REQUIREMENT » Please return only the lines from the one holding "assert!(!view.borrow().exit_revealed);" through the one holding "let dialogue = Arc::new(ScriptedDialogue::new(vec![]));", exactly as they appear in the records below, both ends included.

[Collected data]
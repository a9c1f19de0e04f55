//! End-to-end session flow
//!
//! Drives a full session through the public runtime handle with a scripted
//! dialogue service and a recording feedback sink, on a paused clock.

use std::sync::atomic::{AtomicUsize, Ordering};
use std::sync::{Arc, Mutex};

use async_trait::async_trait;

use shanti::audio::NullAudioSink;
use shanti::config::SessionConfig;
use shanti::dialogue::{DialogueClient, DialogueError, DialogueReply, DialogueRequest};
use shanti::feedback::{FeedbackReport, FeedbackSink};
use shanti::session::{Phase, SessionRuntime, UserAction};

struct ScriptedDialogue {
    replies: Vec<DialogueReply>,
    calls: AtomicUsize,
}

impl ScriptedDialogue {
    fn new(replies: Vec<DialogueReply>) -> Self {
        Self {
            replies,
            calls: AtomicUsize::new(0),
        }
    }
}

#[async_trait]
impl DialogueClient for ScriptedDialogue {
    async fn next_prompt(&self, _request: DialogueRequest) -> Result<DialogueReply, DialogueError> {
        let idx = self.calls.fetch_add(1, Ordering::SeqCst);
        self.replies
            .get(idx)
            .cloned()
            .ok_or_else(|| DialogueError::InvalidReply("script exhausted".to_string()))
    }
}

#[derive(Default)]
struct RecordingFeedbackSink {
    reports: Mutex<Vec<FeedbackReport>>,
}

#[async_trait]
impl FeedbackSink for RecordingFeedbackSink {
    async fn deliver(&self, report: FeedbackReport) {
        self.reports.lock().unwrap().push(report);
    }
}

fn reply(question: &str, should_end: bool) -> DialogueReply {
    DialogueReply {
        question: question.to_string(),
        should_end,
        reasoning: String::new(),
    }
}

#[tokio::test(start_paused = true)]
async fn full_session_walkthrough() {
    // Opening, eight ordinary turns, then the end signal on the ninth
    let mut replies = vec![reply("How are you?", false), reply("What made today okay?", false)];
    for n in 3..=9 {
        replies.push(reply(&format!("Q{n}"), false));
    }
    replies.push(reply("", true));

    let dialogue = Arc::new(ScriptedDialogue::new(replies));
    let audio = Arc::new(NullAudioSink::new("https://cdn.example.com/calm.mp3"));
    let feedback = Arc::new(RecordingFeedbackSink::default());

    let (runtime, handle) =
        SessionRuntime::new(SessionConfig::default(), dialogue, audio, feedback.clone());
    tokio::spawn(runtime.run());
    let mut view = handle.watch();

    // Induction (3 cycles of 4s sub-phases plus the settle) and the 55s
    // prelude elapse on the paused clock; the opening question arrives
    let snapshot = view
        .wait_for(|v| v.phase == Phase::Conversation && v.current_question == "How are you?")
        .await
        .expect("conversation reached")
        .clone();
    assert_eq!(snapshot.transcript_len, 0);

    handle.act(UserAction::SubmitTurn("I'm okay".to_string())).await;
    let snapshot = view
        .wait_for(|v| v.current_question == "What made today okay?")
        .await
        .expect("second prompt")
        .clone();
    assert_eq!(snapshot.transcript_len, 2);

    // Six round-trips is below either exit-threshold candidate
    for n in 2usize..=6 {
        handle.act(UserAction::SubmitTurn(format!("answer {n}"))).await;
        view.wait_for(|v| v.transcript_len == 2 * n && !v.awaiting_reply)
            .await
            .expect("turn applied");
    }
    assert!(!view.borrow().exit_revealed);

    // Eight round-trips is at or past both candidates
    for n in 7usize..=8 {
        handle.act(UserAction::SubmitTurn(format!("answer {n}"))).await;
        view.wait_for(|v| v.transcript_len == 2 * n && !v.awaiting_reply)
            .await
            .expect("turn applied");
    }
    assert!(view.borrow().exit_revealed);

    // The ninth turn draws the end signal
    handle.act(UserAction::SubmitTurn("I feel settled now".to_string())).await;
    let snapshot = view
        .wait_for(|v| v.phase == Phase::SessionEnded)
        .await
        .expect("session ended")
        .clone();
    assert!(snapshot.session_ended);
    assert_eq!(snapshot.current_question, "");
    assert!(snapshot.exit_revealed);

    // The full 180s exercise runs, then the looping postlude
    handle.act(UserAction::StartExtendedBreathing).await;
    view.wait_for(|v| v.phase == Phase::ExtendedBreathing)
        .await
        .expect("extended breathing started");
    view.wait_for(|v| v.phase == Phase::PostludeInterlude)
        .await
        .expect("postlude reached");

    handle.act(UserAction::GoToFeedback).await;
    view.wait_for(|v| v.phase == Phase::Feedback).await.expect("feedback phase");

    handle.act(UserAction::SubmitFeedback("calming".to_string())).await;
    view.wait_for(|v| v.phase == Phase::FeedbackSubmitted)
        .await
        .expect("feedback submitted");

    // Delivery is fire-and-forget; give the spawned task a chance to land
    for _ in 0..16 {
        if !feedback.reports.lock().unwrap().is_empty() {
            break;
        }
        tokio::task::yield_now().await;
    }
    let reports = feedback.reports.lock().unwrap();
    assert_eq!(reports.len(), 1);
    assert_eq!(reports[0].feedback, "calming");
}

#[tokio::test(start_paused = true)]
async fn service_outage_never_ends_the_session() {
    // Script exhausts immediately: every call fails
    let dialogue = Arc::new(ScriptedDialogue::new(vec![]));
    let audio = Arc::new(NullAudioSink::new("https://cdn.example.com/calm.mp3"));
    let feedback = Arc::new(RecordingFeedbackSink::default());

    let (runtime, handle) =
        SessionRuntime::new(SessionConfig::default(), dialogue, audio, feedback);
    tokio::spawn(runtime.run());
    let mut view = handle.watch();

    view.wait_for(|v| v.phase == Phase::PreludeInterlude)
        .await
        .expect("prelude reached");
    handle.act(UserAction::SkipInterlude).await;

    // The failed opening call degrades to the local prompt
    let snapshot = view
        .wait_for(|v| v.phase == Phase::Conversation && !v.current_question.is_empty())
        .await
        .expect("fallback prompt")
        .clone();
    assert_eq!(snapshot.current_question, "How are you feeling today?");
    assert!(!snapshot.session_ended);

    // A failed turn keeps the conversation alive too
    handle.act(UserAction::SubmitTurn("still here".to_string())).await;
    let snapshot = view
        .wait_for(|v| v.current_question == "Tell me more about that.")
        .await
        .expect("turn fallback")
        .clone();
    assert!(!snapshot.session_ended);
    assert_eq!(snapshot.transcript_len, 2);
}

---

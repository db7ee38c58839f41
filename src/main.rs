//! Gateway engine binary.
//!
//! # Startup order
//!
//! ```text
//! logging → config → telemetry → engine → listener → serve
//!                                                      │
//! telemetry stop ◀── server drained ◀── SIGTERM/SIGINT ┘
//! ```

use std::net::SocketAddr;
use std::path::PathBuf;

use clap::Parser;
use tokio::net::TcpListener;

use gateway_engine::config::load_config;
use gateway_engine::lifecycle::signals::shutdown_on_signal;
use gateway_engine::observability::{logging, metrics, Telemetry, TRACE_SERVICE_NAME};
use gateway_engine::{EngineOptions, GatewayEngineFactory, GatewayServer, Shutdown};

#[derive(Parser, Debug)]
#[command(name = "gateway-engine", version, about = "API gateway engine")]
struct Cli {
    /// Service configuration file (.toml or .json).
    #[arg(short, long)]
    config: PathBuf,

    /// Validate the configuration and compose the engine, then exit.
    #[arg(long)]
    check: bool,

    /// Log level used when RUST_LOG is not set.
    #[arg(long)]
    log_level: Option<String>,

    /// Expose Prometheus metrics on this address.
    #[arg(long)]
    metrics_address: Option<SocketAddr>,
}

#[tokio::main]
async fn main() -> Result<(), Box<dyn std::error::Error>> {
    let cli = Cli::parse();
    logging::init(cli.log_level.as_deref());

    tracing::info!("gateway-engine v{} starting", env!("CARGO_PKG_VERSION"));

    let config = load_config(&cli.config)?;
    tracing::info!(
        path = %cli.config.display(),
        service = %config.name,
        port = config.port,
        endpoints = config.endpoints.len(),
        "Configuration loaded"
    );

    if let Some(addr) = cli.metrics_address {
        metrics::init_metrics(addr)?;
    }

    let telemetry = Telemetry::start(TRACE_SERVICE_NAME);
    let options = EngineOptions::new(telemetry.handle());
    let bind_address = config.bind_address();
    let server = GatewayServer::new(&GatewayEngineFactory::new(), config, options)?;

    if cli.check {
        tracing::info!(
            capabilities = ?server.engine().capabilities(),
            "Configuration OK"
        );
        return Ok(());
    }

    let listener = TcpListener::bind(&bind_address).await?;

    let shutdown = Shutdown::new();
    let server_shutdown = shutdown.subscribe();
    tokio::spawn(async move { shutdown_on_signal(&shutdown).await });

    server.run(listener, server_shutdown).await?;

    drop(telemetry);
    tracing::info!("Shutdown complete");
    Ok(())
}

ANSWER SECTION »
    assert!(!view.borrow().exit_revealed);

    // Eight round-trips is at or past both candidates
    for n in 7usize..=8 {
        handle.act(UserAction::SubmitTurn(format!("answer {n}"))).await;
        view.wait_for(|v| v.transcript_len == 2 * n && !v.awaiting_reply)
            .await
            .expect("turn applied");
    }
    assert!(view.borrow().exit_revealed);

    // The ninth turn draws the end signal
    handle.act(UserAction::SubmitTurn("I feel settled now".to_string())).await;
    let snapshot = view
        .wait_for(|v| v.phase == Phase::SessionEnded)
        .await
        .expect("session ended")
        .clone();
    assert!(snapshot.session_ended);
    assert_eq!(snapshot.current_question, "");
    assert!(snapshot.exit_revealed);

    // The full 180s exercise runs, then the looping postlude
    handle.act(UserAction::StartExtendedBreathing).await;
    view.wait_for(|v| v.phase == Phase::ExtendedBreathing)
        .await
        .expect("extended breathing started");
    view.wait_for(|v| v.phase == Phase::PostludeInterlude)
        .await
        .expect("postlude reached");

    handle.act(UserAction::GoToFeedback).await;
    view.wait_for(|v| v.phase == Phase::Feedback).await.expect("feedback phase");

    handle.act(UserAction::SubmitFeedback("calming".to_string())).await;
    view.wait_for(|v| v.phase == Phase::FeedbackSubmitted)
        .await
        .expect("feedback submitted");

    // Delivery is fire-and-forget; give the spawned task a chance to land
    for _ in 0..16 {
        if !feedback.reports.lock().unwrap().is_empty() {
            break;
        }
        tokio::task::yield_now().await;
    }
    let reports = feedback.reports.lock().unwrap();
    assert_eq!(reports.len(), 1);
    assert_eq!(reports[0].feedback, "calming");
}

#[tokio::test(start_paused = true)]
async fn service_outage_never_ends_the_session() {
    // Script exhausts immediately: every call fails
    let dialogue = Arc::new(ScriptedDialogue::new(vec![]));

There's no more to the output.